September 21-22, 2012
Austin Dillon and James Buescher make Kentucky Speedway history by becoming the first drivers to complete respective single-season, two-race series sweeps in the NASCAR Nationwide Series (NNS) Kentucky 300 and NASCAR Camping World Truck Series (NCWTS) Kentucky 201. Dillon becomes the second driver in track history to earn consecutive NNS victories at the speedway. Buescher becomes the first to earn back-to-back NCWTS victories and the second to earn multiple series victories at the speedway.
June 27-30, 2013
Richard Childress Racing's Ty Dillon raced to his first Kentucky Speedway victory June 27 by 5.735 seconds.
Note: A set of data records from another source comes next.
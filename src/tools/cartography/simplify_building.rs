use crate::tools::*;

/// Simplifies building polygon boundaries while keeping their essential
/// shape and size.
pub struct SimplifyBuilding {
    name: String,
    display_name: String,
    description: String,
    toolbox: String,
    alias: String,
    parameters: Vec<ToolParameter>,
    valid_environments: Vec<EnvironmentKey>,
    example_usage: String,
}

impl SimplifyBuilding {
    pub fn new() -> SimplifyBuilding {
        // public constructor
        let name = "SimplifyBuilding".to_string();
        let display_name = "Simplify Building".to_string();
        let toolbox = "Cartography".to_string();
        let alias = "cartography".to_string();
        let description =
            "Simplifies building boundaries while maintaining their essential shape and size."
                .to_string();

        let mut parameters = vec![];
        parameters.push(ToolParameter {
            name: "Input Features".to_owned(),
            flags: vec!["-i".to_owned(), "--in_features".to_owned()],
            description: "The building polygons to simplify.".to_owned(),
            parameter_type: ParameterType::FeatureLayer(GeometryType::Polygon),
            direction: ParameterDirection::Required,
            default_value: None,
        });

        parameters.push(ToolParameter {
            name: "Output Feature Class".to_owned(),
            flags: vec!["-o".to_owned(), "--out_feature_class".to_owned()],
            description: "The simplified building feature class to create.".to_owned(),
            parameter_type: ParameterType::FeatureClass(GeometryType::Polygon),
            direction: ParameterDirection::Required,
            default_value: None,
        });

        parameters.push(ToolParameter {
            name: "Simplification Tolerance".to_owned(),
            flags: vec!["--simplification_tolerance".to_owned()],
            description: "The tolerance for building boundary simplification.".to_owned(),
            parameter_type: ParameterType::LinearUnit,
            direction: ParameterDirection::Required,
            default_value: None,
        });

        parameters.push(ToolParameter {
            name: "Minimum Area".to_owned(),
            flags: vec!["--minimum_area".to_owned()],
            description: "The minimum area a simplified building must have to be retained."
                .to_owned(),
            parameter_type: ParameterType::ArealUnit,
            direction: ParameterDirection::Optional,
            default_value: None,
        });

        parameters.push(ToolParameter {
            name: "Check for Spatial Conflicts".to_owned(),
            flags: vec!["--conflict_option".to_owned()],
            description: "Whether to detect and flag spatial conflicts among output buildings."
                .to_owned(),
            parameter_type: ParameterType::CodedValue(CodedValueDomain::new(
                "conflict_option",
                &[
                    ("NO_CHECK", "Do not check for conflicts"),
                    ("CHECK_CONFLICTS", "Flag conflicting buildings and leave them unsimplified"),
                ],
            )),
            direction: ParameterDirection::Optional,
            default_value: Some("NO_CHECK".to_owned()),
        });

        parameters.push(ToolParameter {
            name: "Keep Collapsed Points".to_owned(),
            flags: vec!["--collapsed_point_option".to_owned()],
            description:
                "Whether buildings that collapse below the minimum area become points in a derived output."
                    .to_owned(),
            parameter_type: ParameterType::Boolean,
            direction: ParameterDirection::Optional,
            default_value: Some("true".to_owned()),
        });

        parameters.push(ToolParameter {
            name: "Output Points".to_owned(),
            flags: vec![],
            description: "A point feature class holding collapsed buildings.".to_owned(),
            parameter_type: ParameterType::FeatureClass(GeometryType::Point),
            direction: ParameterDirection::Derived,
            default_value: None,
        });

        let valid_environments = vec![
            EnvironmentKey::Workspace,
            EnvironmentKey::ScratchWorkspace,
            EnvironmentKey::Extent,
            EnvironmentKey::OutputCoordinateSystem,
            EnvironmentKey::CartographicPartitions,
            EnvironmentKey::XyResolution,
            EnvironmentKey::XyTolerance,
        ];

        let usage = example_usage(
            &name,
            "-i=buildings -o=gis.gdb/buildings_simplified --simplification_tolerance='10 Meters' --minimum_area='100 SquareMeters'",
        );

        SimplifyBuilding {
            name: name,
            display_name: display_name,
            description: description,
            toolbox: toolbox,
            alias: alias,
            parameters: parameters,
            valid_environments: valid_environments,
            example_usage: usage,
        }
    }
}

impl GeoprocessingTool for SimplifyBuilding {
    fn get_source_file(&self) -> String {
        String::from(file!())
    }

    fn get_tool_name(&self) -> String {
        self.name.clone()
    }

    fn get_display_name(&self) -> String {
        self.display_name.clone()
    }

    fn get_tool_description(&self) -> String {
        self.description.clone()
    }

    fn get_toolbox(&self) -> String {
        self.toolbox.clone()
    }

    fn get_alias(&self) -> String {
        self.alias.clone()
    }

    fn parameters(&self) -> &[ToolParameter] {
        &self.parameters
    }

    fn valid_environments(&self) -> &[EnvironmentKey] {
        &self.valid_environments
    }

    fn get_example_usage(&self) -> String {
        self.example_usage.clone()
    }
}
At age 21 years and four months Dillon became the youngest NCWTS winner in track history. Penske Racing's Brad Keselowski was declared the June 28 Feed The Children 300 race winner when it was shortened by rain with 30 of 200 race laps remaining. Dale Earnhardt Jr., claimed the Quaker State 400 presented by Advance Auto Parts pole with a 183.636 mph (29.406 seconds) lap breaking the series-track and earning a spot in the Kentucky Speedway record books. Matt Kenseth gained the race lead on a fuel-only pit stop with 23 laps remaining in the Quaker State 400 presented by Advance Auto Parts and raced away to a 0.699 of a second victory.
September 19-20, 2013
On September 19, the ARCA Racing Series returned to the track for the first time since 2009 and Corey Lajoie took the Zloop 150 checkered flag in his track debut. Ryan Blaney scored his first NASCAR Nationwide Series victory September 20. The 19-year-old became the second-youngest NNS 300-mile race winner in track history after leading 96 of 200 laps.